Duke called out to him from the main building as he tied Tango to a hitching post by the water trough. “Look what the cat dragged in,” he said with a grin.
“You don’t know the half of it. Got a few minutes?”
“For you? Always.”
Duke led him into the house, where a swarthy man Lucas had never met was sharpening a bowie knife on a whetstone. The man looked up at him and Lucas took his measure – late twenties, already whip-hardened by life, probably ex-military.
“Lucas, this here’s Slim,” Duke said. “He’s the new man.”
Lucas touched the brim of his hat. Slim nodded wordlessly and continued sharpening the knife, the scrape of steel against the stone as rhythmic as a clock.
“You eaten?” Duke asked.
“Not for a spell.”
“Well, come help me in the kitchen and we can talk. What’s on your mind?”
Lucas waited until they were out of earshot to recount the story of the ranch and town. When he was done, Duke’s ruddy complexion was gray.
“You sure it was cartel?” he asked softly.
“Oh, yeah. Tattoos made that pretty obvious.”
Duke stirred a pot of fish stew with a wooden spoon, the only light now the lamp in the living room. “What are you going to do?”
“I need intel. Anything you can give me on Pecos. Where the cartel’s holed up, what their numbers are, any habits.”
“I’ll tell you everything I know, but it’s precious little.” Duke didn’t have to ask Lucas what he intended to do – the look in his eyes made that obvious.
“I’d appreciate it. I’ll also need a fresh horse I can push hard. I’ll leave Tango as collateral. And as many rounds of 5.56mm as you can spare.”
“I’ve
got some 5.56mm M855A1 ball that fell off a truck. About three hundred rounds. Might want to use that until you run out – more stopping power with that popgun you carry around than civilian ammo.”
“I’ve used it before. I’ll take it all.”
Duke nodded and considered his face. “Stretch between here and Pecos isn’t safe at night. Stay, and hit it at dawn.”
“I expect you’re right.” Lucas paused. “Still got that night vision monocle?”
“I might. Why? You want to borrow it?”
“If it works and has a decent battery, I’ll buy it. I’ve got six jars of lightning for your trouble.”
Duke shook his head. “Which will all be here when you get back. Just take the NV gear and return it in good shape.”

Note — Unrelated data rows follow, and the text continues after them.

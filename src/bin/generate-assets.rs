#![forbid(unsafe_code)]

//! Writes shell completions and the man page for `lsgrid`.

use anyhow::{Context, Result};
use clap::{CommandFactory, Parser, ValueEnum};
use clap_complete::{generate_to, Shell};
use clap_mangen::Man;
use lsgrid::cli::Args;
use lsgrid::PROGRAM_NAME;
use std::fs;
use std::path::{Path, PathBuf};

#[derive(Parser, Debug)]
#[command(about = "Generate lsgrid shell completions and man page")]
struct AssetArgs {
    /// Directory receiving `completions/` and `man/`
    #[arg(long, default_value = "dist")]
    out_dir: PathBuf,
}

fn main() -> Result<()> {
    tracing_subscriber::fmt()
        .with_writer(std::io::stderr)
        .without_time()
        .init();

    let args = AssetArgs::parse();
    write_completions(&args.out_dir.join("completions"))?;
    write_man_page(&args.out_dir.join("man"))?;
    Ok(())
}

fn write_completions(dir: &Path) -> Result<()> {
    fs::create_dir_all(dir).with_context(|| format!("creating {}", dir.display()))?;
    for shell in Shell::value_variants() {
        let path = generate_to(*shell, &mut Args::command(), PROGRAM_NAME, dir)
            .with_context(|| format!("writing {shell} completions"))?;
        tracing::info!(path = %path.display(), "completion written");
    }
    Ok(())
}

fn write_man_page(dir: &Path) -> Result<()> {
    fs::create_dir_all(dir).with_context(|| format!("creating {}", dir.display()))?;
    let mut page = Vec::new();
    Man::new(Args::command()).render(&mut page)?;
    let path = dir.join(format!("{PROGRAM_NAME}.1"));
    fs::write(&path, page).with_context(|| format!("writing {}", path.display()))?;
    tracing::info!(path = %path.display(), "man page written");
    Ok(())
}
#![forbid(unsafe_code)]

use anyhow::{Context, Result};
use clap::Parser;
use lsgrid::cli::Args;
use lsgrid::listing::{WalkdirReader, Walker};
use lsgrid::render::sanitize_terminal_text;
use lsgrid::{terminal, PROGRAM_NAME};
use std::io::{self, Write};
use tracing_subscriber::EnvFilter;

/// Environment variable holding the diagnostic log filter.
const LOG_ENV: &str = "LSGRID_LOG";

fn main() {
    let args = Args::parse().validated();
    init_tracing();

    match run_app(&args) {
        Ok(true) => {}
        Ok(false) => std::process::exit(1),
        Err(e) if is_broken_pipe(&e) => {}
        Err(e) => {
            eprintln!("{PROGRAM_NAME}: {e:#}");
            std::process::exit(1);
        }
    }
}

/// Diagnostics go to stderr and stay off unless `LSGRID_LOG` asks for them.
fn init_tracing() {
    let filter = EnvFilter::try_from_env(LOG_ENV).unwrap_or_else(|_| EnvFilter::new("off"));
    let _ = tracing_subscriber::fmt()
        .with_env_filter(filter)
        .with_writer(io::stderr)
        .with_target(false)
        .without_time()
        .try_init();
}

/// List every requested path. Returns `false` when any directory could not
/// be read.
fn run_app(args: &Args) -> Result<bool> {
    let list_config = args.list_config();
    let render_config = args.render_config(terminal::terminal_width());
    tracing::debug!(?list_config, ?render_config, paths = args.paths.len(), "starting");

    let reader = WalkdirReader;
    let walker = Walker::new(&reader, &list_config, &render_config);
    let mut out = terminal::buffered_stdout();
    let mut err = io::stderr().lock();
    let mut clean = true;

    for (i, path) in args.paths.iter().enumerate() {
        if args.shows_section_headers() {
            if i > 0 {
                writeln!(out)?;
            }
            writeln!(out, "{}:", sanitize_terminal_text(&path.to_string_lossy()))?;
        }
        let outcome = walker
            .walk(path, &mut out, &mut err)
            .with_context(|| format!("{}: failed to write listing", path.display()))?;
        clean &= outcome.is_clean();
    }

    out.flush().context("failed to flush output")?;
    Ok(clean)
}

fn is_broken_pipe(e: &anyhow::Error) -> bool {
    e.chain().any(|cause| {
        cause
            .downcast_ref::<io::Error>()
            .is_some_and(|io_err| io_err.kind() == io::ErrorKind::BrokenPipe)
    })
}
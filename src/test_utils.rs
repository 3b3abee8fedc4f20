//! Shared helpers for tests: stub mirrors and a condition waiter for the
//! live transaction sequence.

use std::{
    sync::{Arc, Mutex},
    time::Duration,
};

use async_trait::async_trait;
use rusqlite::Connection;
use tokio::{sync::watch, time::timeout};

use crate::{
    error::MirrorError,
    extract::ExpenseAnalyzer,
    mirror::TransactionMirror,
    service::ExpenseService,
    transaction::{LocalStore, Transaction, TransactionId},
};

/// A mirror that records the calls it receives and always succeeds.
pub struct RecordingMirror {
    remote_id: String,
    inserts: Arc<Mutex<Vec<TransactionId>>>,
    deletes: Arc<Mutex<Vec<String>>>,
}

impl RecordingMirror {
    /// A mirror that assigns `remote_id` to every inserted document,
    /// paired with the list of local ids it has seen.
    pub fn new(remote_id: &str) -> (Self, Arc<Mutex<Vec<TransactionId>>>) {
        let inserts = Arc::new(Mutex::new(Vec::new()));

        let mirror = Self {
            remote_id: remote_id.to_owned(),
            inserts: Arc::clone(&inserts),
            deletes: Arc::new(Mutex::new(Vec::new())),
        };

        (mirror, inserts)
    }

    /// The remote ids this mirror has been asked to delete.
    pub fn deletes(&self) -> Arc<Mutex<Vec<String>>> {
        Arc::clone(&self.deletes)
    }
}

#[async_trait]
impl TransactionMirror for RecordingMirror {
    async fn mirror_insert(
        &self,
        transaction: &Transaction,
    ) -> Result<Option<String>, MirrorError> {
        self.inserts.lock().unwrap().push(transaction.id);
        Ok(Some(self.remote_id.clone()))
    }

    async fn mirror_delete(&self, transaction: &Transaction) -> Result<(), MirrorError> {
        self.deletes.lock().unwrap().push(transaction.remote_id.clone());
        Ok(())
    }
}

/// A mirror whose every call fails, simulating an unreachable remote store.
pub struct FailingMirror;

#[async_trait]
impl TransactionMirror for FailingMirror {
    async fn mirror_insert(
        &self,
        _transaction: &Transaction,
    ) -> Result<Option<String>, MirrorError> {
        Err(MirrorError::Http("connection refused".to_owned()))
    }

    async fn mirror_delete(&self, _transaction: &Transaction) -> Result<(), MirrorError> {
        Err(MirrorError::Http("connection refused".to_owned()))
    }
}

/// An [ExpenseService] over an in-memory database and the given mirror.
///
/// The analyzer is wired with a dummy key; tests that exercise analysis go
/// through the parsing functions instead of the network.
pub fn get_test_service(mirror: impl TransactionMirror + 'static) -> ExpenseService {
    let conn = Connection::open_in_memory().unwrap();
    let store = LocalStore::new(conn).unwrap();

    ExpenseService::new(store, Arc::new(mirror), ExpenseAnalyzer::new("test-key"))
}

/// Wait until the observed collection satisfies `predicate`, or panic after
/// one second.
pub async fn wait_for(
    receiver: &mut watch::Receiver<Vec<Transaction>>,
    predicate: impl Fn(&[Transaction]) -> bool,
) {
    timeout(Duration::from_secs(1), async {
        loop {
            if predicate(&receiver.borrow_and_update()) {
                break;
            }
            receiver.changed().await.expect("store was dropped");
        }
    })
    .await
    .expect("the expected state was never observed")
}
//! Defines the endpoint that turns free text into a pre-filled expense
//! form.

use axum::{Form, extract::State, http::StatusCode, response::Response};
use serde::Deserialize;

use crate::{
    extract::ExpenseAnalysis,
    service::ExpenseService,
    view_templates::{error_alert, render},
};

use super::form::{ExpenseFormValues, manual_expense_form};

/// The form data for an analysis request.
#[derive(Debug, Deserialize)]
pub struct AnalyzeForm {
    /// The free-text expense entry, e.g. "Dinner for $50".
    pub text: String,
}

/// A route handler that analyzes a free-text expense entry and responds with
/// the manual-entry form pre-filled with the result.
///
/// No store is touched here; the user still has to save the form. On
/// failure the user is prompted to fill the form in manually, which is the
/// only user-visible failure path of the whole extraction flow.
pub async fn analyze_endpoint(
    State(service): State<ExpenseService>,
    Form(form): Form<AnalyzeForm>,
) -> Response {
    match service.analyze(&form.text).await {
        Ok(analysis) => render(StatusCode::OK, manual_expense_form(&form_values(analysis))),
        Err(error) => {
            tracing::warn!("could not analyze expense entry: {error}");
            render(
                StatusCode::UNPROCESSABLE_ENTITY,
                error_alert("Could not analyze.", "Please fill in the expense manually."),
            )
        }
    }
}

/// Map an analysis onto form values.
///
/// The extraction service does not constrain the category, so membership in
/// the fixed set is checked here: an unrecognised category leaves the form's
/// default selection in place.
fn form_values(analysis: ExpenseAnalysis) -> ExpenseFormValues {
    ExpenseFormValues {
        description: analysis.description,
        amount: Some(analysis.amount),
        category: analysis.category.parse().ok(),
    }
}

#[cfg(test)]
mod tests {
    use crate::{category::Category, extract::ExpenseAnalysis};

    use super::form_values;

    #[test]
    fn recognised_category_is_preselected() {
        let analysis = ExpenseAnalysis {
            description: "Dinner".to_owned(),
            category: "Food".to_owned(),
            amount: 50.0,
        };

        let values = form_values(analysis);

        assert_eq!(values.description, "Dinner");
        assert_eq!(values.amount, Some(50.0));
        assert_eq!(values.category, Some(Category::Food));
    }

    #[test]
    fn unrecognised_category_falls_back_to_the_default() {
        let analysis = ExpenseAnalysis {
            description: "Vet visit".to_owned(),
            category: "Pets".to_owned(),
            amount: 120.0,
        };

        let values = form_values(analysis);

        assert_eq!(values.category, None, "unknown categories are not forced");
    }
}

“Don’t want charity, Duke.”
“It isn’t. I never properly repaid you for saving our bacon.”
“I did no such thing.”
“One of the guys you shot had four more grenades. That would have been it, Lucas, if you hadn’t bagged him.”

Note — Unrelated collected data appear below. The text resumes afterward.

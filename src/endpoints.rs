//! The application's route URIs.
//!
//! For endpoints that take a parameter, e.g. '/api/transactions/{id}', use
//! [format_endpoint].

/// The root route which redirects to the dashboard.
pub const ROOT: &str = "/";
/// The landing page: totals, category breakdown and the transaction list.
pub const DASHBOARD_VIEW: &str = "/dashboard";
/// The page for recording a new expense, manually or with the AI helper.
pub const NEW_EXPENSE_VIEW: &str = "/expenses/new";

/// The route to create a transaction.
pub const TRANSACTIONS_API: &str = "/api/transactions";
/// The route to delete a single transaction.
pub const DELETE_TRANSACTION: &str = "/api/transactions/{transaction_id}";
/// The route that turns free text into a pre-filled expense form.
pub const ANALYZE_API: &str = "/api/analyze";

/// Replace the `{parameter}` in `endpoint_path` with `id`.
///
/// Assumes the path contains at most one parameter; with none, the path is
/// returned unchanged.
pub fn format_endpoint(endpoint_path: &str, id: i64) -> String {
    let Some(start) = endpoint_path.find('{') else {
        return endpoint_path.to_owned();
    };
    let end = endpoint_path[start..]
        .find('}')
        .map(|offset| start + offset + 1)
        .unwrap_or(endpoint_path.len());

    format!(
        "{}{id}{}",
        &endpoint_path[..start],
        &endpoint_path[end..]
    )
}
//! Everything to do with expense transactions: the data model, the local
//! store with its live view, and the pages and endpoints for recording and
//! deleting expenses.

mod analyze_endpoint;
mod core;
mod create_endpoint;
mod delete_endpoint;
mod form;
mod new_expense_page;
mod store;

pub use analyze_endpoint::analyze_endpoint;
pub use core::{
    Transaction, TransactionId, UNASSIGNED_ID, all_transactions, clear_transactions,
    create_transaction_table, delete_transaction, insert_transaction, map_transaction_row,
    set_remote_id, validate_amount,
};
pub use create_endpoint::create_transaction_endpoint;
pub use delete_endpoint::delete_transaction_endpoint;
pub use new_expense_page::get_new_expense_page;
pub use store::LocalStore;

“Did he have cartel tats?”
“Oh, plenty of ink, but didn’t see any of the Loco’s markings. Then again, that doesn’t mean much. Only the original members have ’em.”

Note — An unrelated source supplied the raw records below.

//! Defines the error types for the three failure domains: local storage,
//! remote mirroring and AI extraction.

use axum::{
    http::StatusCode,
    response::{IntoResponse, Response},
};

use crate::view_templates::{error_alert, render};

/// The errors that may occur while reading or writing the local transaction
/// store.
#[derive(Debug, thiserror::Error, PartialEq)]
pub enum StorageError {
    /// The amount was not a finite, strictly positive number.
    ///
    /// Amounts record the magnitude of an outflow, so zero, negative, NaN and
    /// infinite values are rejected before they reach the database.
    #[error("{0} is not a valid expense amount")]
    InvalidAmount(f64),

    /// The requested transaction could not be found.
    ///
    /// Internally, this error may occur when a query returns no rows.
    #[error("the transaction could not be found")]
    NotFound,

    /// An unhandled/unexpected SQL error.
    #[error("an unexpected SQL error occurred: {0}")]
    SqlError(rusqlite::Error),
}

impl From<rusqlite::Error> for StorageError {
    fn from(value: rusqlite::Error) -> Self {
        match value {
            rusqlite::Error::QueryReturnedNoRows => StorageError::NotFound,
            error => {
                tracing::error!("an unhandled SQL error occurred: {}", error);
                StorageError::SqlError(error)
            }
        }
    }
}

impl IntoResponse for StorageError {
    fn into_response(self) -> Response {
        match self {
            StorageError::InvalidAmount(amount) => render(
                StatusCode::BAD_REQUEST,
                error_alert(
                    "Invalid amount",
                    &format!("{amount} is not a valid expense amount. Enter an amount greater than zero."),
                ),
            ),
            StorageError::NotFound => render(
                StatusCode::NOT_FOUND,
                error_alert("Not found", "The transaction could not be found."),
            ),
            // SQL errors are not intended to be shown to the client.
            error => {
                tracing::error!("An unexpected error occurred: {}", error);
                render(
                    StatusCode::INTERNAL_SERVER_ERROR,
                    error_alert(
                        "Something went wrong",
                        "An unexpected error occurred, check the server logs for more details.",
                    ),
                )
            }
        }
    }
}

/// The errors that may occur while mirroring a local write or delete to the
/// remote document store.
///
/// Mirror errors are always non-fatal: they are logged by the detached task
/// that performed the call and never undo the local operation that triggered
/// it.
#[derive(Debug, thiserror::Error)]
pub enum MirrorError {
    /// The HTTP request could not be sent or the response body could not be
    /// read.
    #[error("mirror request failed: {0}")]
    Http(String),

    /// The remote store answered with a non-success status.
    #[error("mirror request rejected: {0}")]
    Api(String),

    /// The remote store's response did not contain the expected document
    /// name.
    #[error("mirror response missing document name: {0}")]
    MissingDocumentName(String),
}

/// The errors that may occur while converting free text into a structured
/// expense.
///
/// These are surfaced to the user as a prompt to fill in the expense form
/// manually and are never fatal.
#[derive(Debug, thiserror::Error, PartialEq)]
pub enum ExtractionError {
    /// The model returned no text at all.
    #[error("the model returned an empty response")]
    EmptyResponse,

    /// No `{`/`}` pair was found in the response text.
    #[error("could not find a JSON object in the model response")]
    MissingJson,

    /// The substring between the outermost braces was not a valid expense
    /// object.
    #[error("could not decode the model response: {0}")]
    InvalidJson(String),

    /// The HTTP request could not be sent or the response body could not be
    /// read.
    #[error("request to the model failed: {0}")]
    Http(String),

    /// The generation endpoint answered with a non-success status.
    #[error("the model rejected the request: {0}")]
    Api(String),
}
//! Database initialization for the local transaction store.

use rusqlite::Connection;

use crate::transaction::create_transaction_table;

/// Create the application's tables if they do not exist yet.
///
/// # Errors
/// Returns an error if a table cannot be created or if there is an SQL error.
pub fn initialize(connection: &Connection) -> Result<(), rusqlite::Error> {
    create_transaction_table(connection)
}

#[cfg(test)]
mod db_tests {
    use rusqlite::Connection;

    use super::initialize;

    #[test]
    fn initialize_is_idempotent() {
        let conn = Connection::open_in_memory().unwrap();

        initialize(&conn).expect("first initialization failed");
        initialize(&conn).expect("repeat initialization failed");
    }
}
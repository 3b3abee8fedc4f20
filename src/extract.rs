//! Converts free-text expense descriptions into structured records with a
//! hosted text-generation model.
//!
//! One analysis is one prompt/response round trip: no conversation state, no
//! streaming, no retries. The model is asked to answer with a single JSON
//! object, and the response is parsed with a deliberately lenient brace scan
//! (first `{` to last `}`, inclusive) so that models which wrap their answer
//! in prose or code fences still parse. The scan is a best-effort heuristic:
//! it is fooled by stray braces outside the object, and that is accepted.

use serde::Deserialize;
use serde_json::{Value, json};

use crate::{category::Category, error::ExtractionError};

/// The generation endpoint.
pub const API_BASE_URL: &str = "https://generativelanguage.googleapis.com/v1beta/models";

/// The model used when none is configured.
pub const DEFAULT_MODEL: &str = "gemini-2.0-flash";

/// A structured expense extracted from free text.
///
/// Transient: never persisted directly. The category is returned exactly as
/// the model produced it, without checking membership in the fixed set;
/// callers decide what to do with unrecognised values.
#[derive(Debug, Clone, PartialEq, Deserialize)]
pub struct ExpenseAnalysis {
    /// A short description of the expense.
    pub description: String,
    /// The suggested category. May fall outside [crate::category::CATEGORIES].
    pub category: String,
    /// The amount of money spent.
    pub amount: f64,
}

/// A single-shot client for the text-generation endpoint.
#[derive(Debug, Clone)]
pub struct ExpenseAnalyzer {
    client: reqwest::Client,
    api_key: String,
    model: String,
}

impl ExpenseAnalyzer {
    /// Create an analyzer using the [DEFAULT_MODEL].
    pub fn new(api_key: &str) -> Self {
        Self {
            client: reqwest::Client::new(),
            api_key: api_key.to_owned(),
            model: DEFAULT_MODEL.to_owned(),
        }
    }

    /// Use `model` instead of the default.
    pub fn with_model(mut self, model: &str) -> Self {
        self.model = model.to_owned();
        self
    }

    /// Convert a free-text expense entry into a structured record.
    ///
    /// # Errors
    /// Returns an [ExtractionError] if the request fails, the model answers
    /// with no text, or no JSON object can be decoded from the answer. The
    /// error carries a human-readable cause; it never yields a partially
    /// populated result.
    pub async fn analyze(&self, raw_text: &str) -> Result<ExpenseAnalysis, ExtractionError> {
        let response = self.generate(&build_prompt(raw_text)).await?;
        let text = response_text(&response).ok_or(ExtractionError::EmptyResponse)?;

        parse_analysis(&text)
    }

    async fn generate(&self, prompt: &str) -> Result<Value, ExtractionError> {
        let url = format!("{API_BASE_URL}/{}:generateContent", self.model);
        let payload = json!({
            "contents": [{
                "role": "user",
                "parts": [{ "text": prompt }],
            }],
        });

        let response = self
            .client
            .post(&url)
            .query(&[("key", &self.api_key)])
            .json(&payload)
            .send()
            .await
            .map_err(|error| ExtractionError::Http(error.to_string()))?;

        let status = response.status();
        let text = response
            .text()
            .await
            .map_err(|error| ExtractionError::Http(error.to_string()))?;

        if !status.is_success() {
            let message = serde_json::from_str::<Value>(&text)
                .ok()
                .and_then(|value| value["error"]["message"].as_str().map(str::to_owned))
                .unwrap_or(text);
            return Err(ExtractionError::Api(format!("HTTP {status}: {message}")));
        }

        serde_json::from_str(&text).map_err(|error| ExtractionError::Http(error.to_string()))
    }
}

/// Build the fixed instructional prompt embedding the user's raw text and
/// the allowed category set.
fn build_prompt(raw_text: &str) -> String {
    format!(
        "Analyze the following expense entry and extract the description, category, and amount.\n\
         Entry: \"{raw_text}\"\n\
         Respond ONLY with a valid JSON object containing \"description\" (string), \
         \"category\" (string), and \"amount\" (number).\n\
         The category must be one of the following: {}.\n\
         Example: {{\"description\": \"Coffee with friend\", \"category\": \"Food\", \"amount\": 5.75}}",
        Category::comma_separated_list()
    )
}

/// Pull the first text part out of a generation response.
fn response_text(response: &Value) -> Option<String> {
    response["candidates"][0]["content"]["parts"]
        .as_array()
        .and_then(|parts| parts.iter().find_map(|part| part["text"].as_str()))
        .map(str::to_owned)
}

/// The substring from the first `{` to the last `}` of `text`, inclusive.
fn extract_json_object(text: &str) -> Option<&str> {
    let start = text.find('{')?;
    let end = text.rfind('}')?;

    (end >= start).then(|| &text[start..=end])
}

/// Decode the model's answer into an [ExpenseAnalysis].
///
/// Unknown fields in the object are tolerated.
///
/// # Errors
/// Returns an [ExtractionError] if the text is empty, contains no `{`/`}`
/// pair, or the bracketed substring is not a valid expense object.
fn parse_analysis(text: &str) -> Result<ExpenseAnalysis, ExtractionError> {
    if text.trim().is_empty() {
        return Err(ExtractionError::EmptyResponse);
    }

    let object = extract_json_object(text).ok_or(ExtractionError::MissingJson)?;

    serde_json::from_str(object).map_err(|error| ExtractionError::InvalidJson(error.to_string()))
}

“You’d think they’d have known better than to try to take you.”
“Yet they almost did. Which is why I’m feeling all generous. Enjoy it while it lasts.”
Lucas looked over his shoulder. “Where’d you find the new guy?”
“Doug’s buddy. Lives west of here a day’s ride. Big family, meaner than pit vipers. He wanted more stimulation than home offers. So now he’s in the big leagues.”
“You tell him what happened to Clem?”
Duke’s eyes hardened. “All he cared about was there was a vacancy.”
Dinner was quiet. Lucas wasn’t predisposed to talk, and the others showed no interest in listening. The men limited their interactions to requests for more stew and to pass the salt, which Lucas was fine with. When they’d cleared their plates, Duke showed him to a guest room, and after tending to Tango and loading a dozen magazines with the military-spec ammo and stowing them in his saddlebags, he lay down in the dark, plate holder still cinched tight, M4 with night vision scope beside him like a lover, safety off, and the Kimber on the nightstand within easy reach.